• [WORK REQUIRED]: Every line below that holds "width" must be copied.
------
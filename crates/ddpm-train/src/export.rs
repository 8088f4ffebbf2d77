//! Sample image export.
//!
//! Every 28×28 tile is min-max scaled on its own to 0..=255 (a constant
//! tile renders black), then tiles are placed left to right with a
//! two-pixel black gutter and written as 8-bit grayscale PNG.

use std::path::Path;

use candle_core::{Device, Tensor};
use ddpm_core::{DdpmError, IMAGE_PIXELS, IMAGE_SIDE};
use image::GrayImage;

/// Black columns between adjacent tiles.
pub const GUTTER: usize = 2;

/// Number of frames in a trajectory strip.
pub const TRAJECTORY_FRAMES: usize = 8;

/// Scales one tile to bytes using its own min and max.
///
/// # Example
///
/// ```
/// use ddpm_train::export::tile_to_gray;
///
/// assert_eq!(tile_to_gray(&[-1.0, 0.0, 1.0]), vec![0, 128, 255]);
/// assert_eq!(tile_to_gray(&[0.3, 0.3]), vec![0, 0]);
/// ```
pub fn tile_to_gray(pixels: &[f32]) -> Vec<u8> {
    let (lo, hi) = pixels
        .iter()
        .filter(|v| v.is_finite())
        .fold((f32::INFINITY, f32::NEG_INFINITY), |(lo, hi), &v| {
            (lo.min(v), hi.max(v))
        });
    let range = hi - lo;
    if !(range.is_finite() && range > 0.0) {
        return vec![0; pixels.len()];
    }
    pixels
        .iter()
        .map(|&v| {
            if v.is_finite() {
                ((v - lo) / range * 255.0).round() as u8
            } else {
                0
            }
        })
        .collect()
}

/// Lays out tiles horizontally into one grayscale image.
///
/// # Errors
///
/// Returns [`DdpmError::Export`] if there are no tiles or a tile is not
/// 784 pixels.
pub fn compose_strip(tiles: &[Vec<f32>]) -> Result<GrayImage, DdpmError> {
    if tiles.is_empty() {
        return Err(DdpmError::Export {
            message: "compose_strip: no tiles".to_string(),
        });
    }
    let width = tiles.len() * IMAGE_SIDE + (tiles.len() - 1) * GUTTER;
    let mut strip = GrayImage::new(width as u32, IMAGE_SIDE as u32);

    for (k, tile) in tiles.iter().enumerate() {
        if tile.len() != IMAGE_PIXELS {
            return Err(DdpmError::Export {
                message: format!("tile {k} has {} pixels, expected {IMAGE_PIXELS}", tile.len()),
            });
        }
        let x0 = k * (IMAGE_SIDE + GUTTER);
        for (p, value) in tile_to_gray(tile).into_iter().enumerate() {
            let (row, col) = (p / IMAGE_SIDE, p % IMAGE_SIDE);
            strip.put_pixel((x0 + col) as u32, row as u32, image::Luma([value]));
        }
    }
    Ok(strip)
}

/// Splits a `(N, 1, 28, 28)` tensor into per-image pixel vectors on the host.
///
/// # Errors
///
/// Returns [`DdpmError::Export`] if the tensor does not hold whole images.
pub fn tensor_tiles(images: &Tensor) -> Result<Vec<Vec<f32>>, DdpmError> {
    let map_err = |e: candle_core::Error| DdpmError::Export {
        message: format!("tensor_tiles: {e}"),
    };
    let rows = images
        .to_device(&Device::Cpu)
        .and_then(|t| t.flatten_from(1))
        .and_then(|t| t.to_vec2::<f32>())
        .map_err(map_err)?;
    if let Some(bad) = rows.iter().find(|r| r.len() != IMAGE_PIXELS) {
        return Err(DdpmError::Export {
            message: format!("tensor_tiles: image has {} pixels, expected {IMAGE_PIXELS}", bad.len()),
        });
    }
    Ok(rows)
}

/// Which captured states make up a trajectory strip: seven evenly spaced
/// states (every fourth capture) and then the final one. Indices are
/// clamped for short trajectories.
///
/// # Example
///
/// ```
/// use ddpm_train::export::trajectory_frames;
///
/// assert_eq!(trajectory_frames(37), vec![4, 8, 12, 16, 20, 24, 28, 36]);
/// assert_eq!(trajectory_frames(5), vec![4, 4, 4, 4, 4, 4, 4, 4]);
/// assert!(trajectory_frames(0).is_empty());
/// ```
pub fn trajectory_frames(captured: usize) -> Vec<usize> {
    if captured == 0 {
        return Vec::new();
    }
    let last = captured - 1;
    (0..TRAJECTORY_FRAMES - 1)
        .map(|j| (4 * j + 4).min(last))
        .chain(std::iter::once(last))
        .collect()
}

/// Writes a 1×N strip of final samples.
///
/// # Errors
///
/// Returns [`DdpmError::Export`] if encoding fails or [`DdpmError::Io`] if
/// the file cannot be written.
pub fn write_samples(images: &Tensor, path: &Path) -> Result<(), DdpmError> {
    save_png(&compose_strip(&tensor_tiles(images)?)?, path)
}

/// Writes the trajectory strip of sample `index`.
///
/// # Errors
///
/// Returns [`DdpmError::Export`] if the trajectory is empty or `index` is
/// out of range.
pub fn write_trajectory(trajectory: &[Tensor], index: usize, path: &Path) -> Result<(), DdpmError> {
    let frames = trajectory_frames(trajectory.len());
    if frames.is_empty() {
        return Err(DdpmError::Export {
            message: "write_trajectory: no captured states".to_string(),
        });
    }
    let mut tiles = Vec::with_capacity(frames.len());
    for &f in &frames {
        let states = tensor_tiles(&trajectory[f])?;
        let tile = states.into_iter().nth(index).ok_or_else(|| DdpmError::Export {
            message: format!("write_trajectory: sample {index} out of range"),
        })?;
        tiles.push(tile);
    }
    save_png(&compose_strip(&tiles)?, path)
}

fn save_png(img: &GrayImage, path: &Path) -> Result<(), DdpmError> {
    if let Some(parent) = path.parent().filter(|p| !p.as_os_str().is_empty()) {
        std::fs::create_dir_all(parent).map_err(|e| DdpmError::io(parent, e))?;
    }
    img.save_with_format(path, image::ImageFormat::Png)
        .map_err(|e| match e {
            image::ImageError::IoError(io) => DdpmError::io(path, io),
            other => DdpmError::Export {
                message: format!("{}: {other}", path.display()),
            },
        })
}

#[cfg(test)]
mod tests {
    use super::*;

    #[test]
    fn tile_ignores_non_finite_when_scaling() {
        let gray = tile_to_gray(&[0.0, f32::NAN, 2.0, 1.0]);
        assert_eq!(gray, vec![0, 0, 255, 128]);
    }

    #[test]
    fn strip_dimensions_include_gutters() {
        let tiles = vec![vec![0.5; IMAGE_PIXELS]; 10];
        let strip = compose_strip(&tiles).unwrap();
        assert_eq!(strip.width(), 10 * 28 + 9 * 2);
        assert_eq!(strip.height(), 28);
    }

    #[test]
    fn strip_places_tiles_left_to_right() {
        let mut bright = vec![0.0; IMAGE_PIXELS];
        bright[0] = 1.0;
        let dark = vec![0.0; IMAGE_PIXELS];
        let strip = compose_strip(&[dark, bright]).unwrap();
        assert_eq!(strip.get_pixel(0, 0).0, [0]);
        assert_eq!(strip.get_pixel(30, 0).0, [255]);
        // gutter stays black
        assert_eq!(strip.get_pixel(28, 0).0, [0]);
    }

    #[test]
    fn strip_rejects_bad_tiles() {
        assert!(compose_strip(&[]).is_err());
        assert!(compose_strip(&[vec![0.0; 10]]).is_err());
    }

    #[test]
    fn tensor_tiles_splits_batch() {
        let t = Tensor::arange(0f32, (2 * IMAGE_PIXELS) as f32, &Device::Cpu)
            .unwrap()
            .reshape((2, 1, 28, 28))
            .unwrap();
        let tiles = tensor_tiles(&t).unwrap();
        assert_eq!(tiles.len(), 2);
        assert_eq!(tiles[1][0], IMAGE_PIXELS as f32);
    }

    #[test]
    fn trajectory_frames_reference_length() {
        let frames = trajectory_frames(37);
        assert_eq!(frames.len(), TRAJECTORY_FRAMES);
        assert_eq!(*frames.last().unwrap(), 36);
    }

    #[test]
    fn writes_png_files() {
        let dir = tempfile::tempdir().unwrap();
        let images = Tensor::randn(0f32, 1f32, (3, 1, 28, 28), &Device::Cpu).unwrap();
        let path = dir.path().join("nested").join("samples.png");
        write_samples(&images, &path).unwrap();
        let decoded = image::open(&path).unwrap();
        assert_eq!(decoded.width(), 3 * 28 + 2 * 2);

        let trajectory: Vec<Tensor> = (0..9).map(|_| images.clone()).collect();
        let traj_path = dir.path().join("samples_t.png");
        write_trajectory(&trajectory, 0, &traj_path).unwrap();
        assert_eq!(image::open(&traj_path).unwrap().width(), 8 * 28 + 7 * 2);
    }

    #[test]
    fn trajectory_index_out_of_range() {
        let dir = tempfile::tempdir().unwrap();
        let images = Tensor::zeros((1, 1, 28, 28), candle_core::DType::F32, &Device::Cpu).unwrap();
        let err = write_trajectory(&[images], 3, &dir.path().join("t.png")).unwrap_err();
        assert!(err.to_string().contains("out of range"));
        assert!(write_trajectory(&[], 0, &dir.path().join("t.png")).is_err());
    }
}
------
• [RESPONSE FOR THIS EXERCISE]:
    let width = tiles.len() * IMAGE_SIDE + (tiles.len() - 1) * GUTTER;
    let mut strip = GrayImage::new(width as u32, IMAGE_SIDE as u32);
        assert_eq!(strip.width(), 10 * 28 + 9 * 2);
        assert_eq!(decoded.width(), 3 * 28 + 2 * 2);
        assert_eq!(image::open(&traj_path).unwrap().width(), 8 * 28 + 7 * 2);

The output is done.